In The Age of Precarity, which was first published in Italian in 2018 and now appears in English translation, Dario Gentili offers a compelling new genealogy of crisis from Ancient Greek medicine up to modern neoliberal political economy. To summarize its argument, what we call “crisis” today is not some political, economic, or medical contingency to be governed or mastered from outside but nothing less than the modern art (dispositif) of government itself. In this review, Arthur Bradley summarizes Gentili’s argument, draws out its original contribution to the field and explores some of the larger political and philosophical implications which emerge from this work.
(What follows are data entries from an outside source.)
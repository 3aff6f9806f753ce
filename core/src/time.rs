use std::fmt;
use std::str::FromStr;

use chrono::{Datelike, NaiveDate};
use serde::{Deserialize, Deserializer, Serialize, Serializer};
use anyhow::{anyhow, bail, Context, Result};

const MONTH_NAMES: [&str; 12] = [
    "January", "February", "March", "April", "May", "June",
    "July", "August", "September", "October", "November", "December",
];

/// Earliest month the month filter offers by default.
pub const DEFAULT_FIRST_MONTH: YearMonth = YearMonth { year: 2025, month: 6 };

/// A calendar month, written `YYYY-MM`.
#[derive(Debug, Clone, Copy, PartialEq, Eq, PartialOrd, Ord, Hash)]
pub struct YearMonth {
    year: i32,
    month: u32,
}

impl YearMonth {
    pub fn new(year: i32, month: u32) -> Result<Self> {
        if !(1..=12).contains(&month) {
            bail!("Month must be between 1 and 12, got {}", month);
        }
        Ok(Self { year, month })
    }

    pub fn of(date: NaiveDate) -> Self {
        Self {
            year: date.year(),
            month: date.month(),
        }
    }

    pub fn year(&self) -> i32 {
        self.year
    }

    pub fn month(&self) -> u32 {
        self.month
    }

    pub fn contains(&self, date: NaiveDate) -> bool {
        date.year() == self.year && date.month() == self.month
    }

    pub fn month_name(&self) -> &'static str {
        MONTH_NAMES[(self.month - 1) as usize]
    }

    /// "June 2025"
    pub fn label(&self) -> String {
        format!("{} {}", self.month_name(), self.year)
    }

    pub fn succ(&self) -> Self {
        if self.month == 12 {
            Self { year: self.year + 1, month: 1 }
        } else {
            Self { year: self.year, month: self.month + 1 }
        }
    }
}

impl fmt::Display for YearMonth {
    fn fmt(&self, f: &mut fmt::Formatter<'_>) -> fmt::Result {
        write!(f, "{:04}-{:02}", self.year, self.month)
    }
}

impl FromStr for YearMonth {
    type Err = anyhow::Error;

    fn from_str(s: &str) -> Result<Self> {
        let (year, month) = s
            .trim()
            .split_once('-')
            .ok_or_else(|| anyhow!("Expected YYYY-MM, got '{}'", s))?;
        let year: i32 = year.parse().with_context(|| format!("Invalid year in '{}'", s))?;
        let month: u32 = month.parse().with_context(|| format!("Invalid month in '{}'", s))?;
        Self::new(year, month)
    }
}

impl Serialize for YearMonth {
    fn serialize<S: Serializer>(&self, serializer: S) -> std::result::Result<S::Ok, S::Error> {
        serializer.collect_str(self)
    }
}

impl<'de> Deserialize<'de> for YearMonth {
    fn deserialize<D: Deserializer<'de>>(deserializer: D) -> std::result::Result<Self, D::Error> {
        let s = String::deserialize(deserializer)?;
        s.parse().map_err(serde::de::Error::custom)
    }
}

pub fn parse_date(input: &str) -> Result<NaiveDate> {
    NaiveDate::parse_from_str(input.trim(), "%Y-%m-%d")
        .with_context(|| format!("Could not parse date '{}', expected YYYY-MM-DD", input))
}

/// Months offered by the month filter, oldest first.
///
/// Starts at `first` while `today` is still in the first year, otherwise at
/// January of the current year. Ends with December of `last_year`.
pub fn month_options(today: NaiveDate, first: YearMonth, last_year: i32) -> Vec<YearMonth> {
    let start_year = first.year.max(today.year());
    let mut current = if start_year == first.year {
        first
    } else {
        YearMonth { year: start_year, month: 1 }
    };

    let mut options = Vec::new();
    while current.year <= last_year {
        options.push(current);
        current = current.succ();
    }
    options
}

#[cfg(test)]
mod tests {
    use super::*;
    use rstest::rstest;

    fn day(y: i32, m: u32, d: u32) -> NaiveDate {
        NaiveDate::from_ymd_opt(y, m, d).unwrap()
    }

    #[rstest]
    #[case("2025-06", 2025, 6)]
    #[case("2030-12", 2030, 12)]
    #[case(" 2026-1 ", 2026, 1)]
    fn test_parse_year_month(#[case] input: &str, #[case] year: i32, #[case] month: u32) {
        let ym: YearMonth = input.parse().unwrap();
        assert_eq!((ym.year(), ym.month()), (year, month));
    }

    #[rstest]
    #[case("2025")]
    #[case("2025-13")]
    #[case("2025-00")]
    #[case("June 2025")]
    fn test_parse_year_month_rejects(#[case] input: &str) {
        assert!(input.parse::<YearMonth>().is_err());
    }

    #[test]
    fn test_contains_and_label() {
        let june = YearMonth::new(2025, 6).unwrap();
        assert!(june.contains(day(2025, 6, 1)));
        assert!(june.contains(day(2025, 6, 30)));
        assert!(!june.contains(day(2025, 7, 1)));
        assert!(!june.contains(day(2024, 6, 15)));
        assert_eq!(june.label(), "June 2025");
        assert_eq!(june.to_string(), "2025-06");
    }

    #[test]
    fn test_month_options_first_year() {
        let first = YearMonth::new(2025, 6).unwrap();
        let options = month_options(day(2025, 6, 26), first, 2030);
        assert_eq!(options.first().copied(), Some(first));
        assert_eq!(options.last().map(|m| m.to_string()), Some("2030-12".to_string()));
        assert_eq!(options.len(), 7 + 5 * 12);
    }

    #[test]
    fn test_month_options_later_year_starts_in_january() {
        let first = YearMonth::new(2025, 6).unwrap();
        let options = month_options(day(2026, 10, 19), first, 2030);
        assert_eq!(options[0].to_string(), "2026-01");
        assert_eq!(options.len(), 5 * 12);
    }

    #[test]
    fn test_month_options_past_window_is_empty() {
        let first = YearMonth::new(2025, 6).unwrap();
        assert!(month_options(day(2031, 1, 1), first, 2030).is_empty());
    }

    #[test]
    fn test_parse_date() {
        assert_eq!(parse_date("2025-06-25").unwrap(), day(2025, 6, 25));
        assert!(parse_date("25/06/2025").is_err());
    }
}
Reviewed by Arthur Bradley

In many ways, it may seem that there is nothing less critical - more banal or exhausted - today than the ancient Greek idea of “crisis” (krisis). From economic crashes to terrorist threats, from public health emergencies to immigration scares, modern neoliberal governmentality appears to preside over a state of permanent crisis which, in turn, calls for an equally perpetual series of exceptional political decisions: constitutional referenda, economic austerity measures, health lockdowns and so on. Yet it is precisely this banalization of crisis that, perhaps, marks our epoch’s own singularity. To paraphrase Benjamin’s celebrated claim of 1940, we now live in an age where crisis has become the rule (xi). In The Age of Precarity, which was first published in Italian in 2018 as Crisi come arte di governo and now appears in English translation, Dario Gentili offers a compelling new genealogy of crisis from Ancient Greek medicine up to modern neoliberal political economy which concludes with a provocative Foucauldian variation upon Benjamin’s classic thesis:  what we call “crisis” today is not some political, economic, or medical contingency to be governed or mastered from outside but nothing less than the modern art (dispositif) of government itself. What might it mean, then, to speak of modern rule as itself a form of krisocracy - a government by, of, and for the crisis?

To answer this question, Gentili furnishes a slim but authoritative and incisive history of crisis from its origins in Greek juridical, forensic, and medical judgement through to its neoliberal normalization as the defining form of government today. Firstly, he shows how Hippocrates sees a crisis as the critical moment of the natural body’s life-or-death struggle for self-preservation against disease. If this original medical definition persists for centuries, he argues, it eventually becomes politicized in the work of Rousseau, Sieyès and others who transformed it into the judgement concerning the health or morbidity of the body politic. For Marx, likewise, crisis in the economic sphere becomes the privileged symptom of the morbidity of capital and the corresponding vitality of the proletariat. In neoliberal economic theory, Gentili concludes, the original Greek concept of crisis assumes its final biopolitical form: Hayek famously claims that modern government should become nothing less than the “party of life” whose task is to maximise the spontaneous self-ordering of the market. 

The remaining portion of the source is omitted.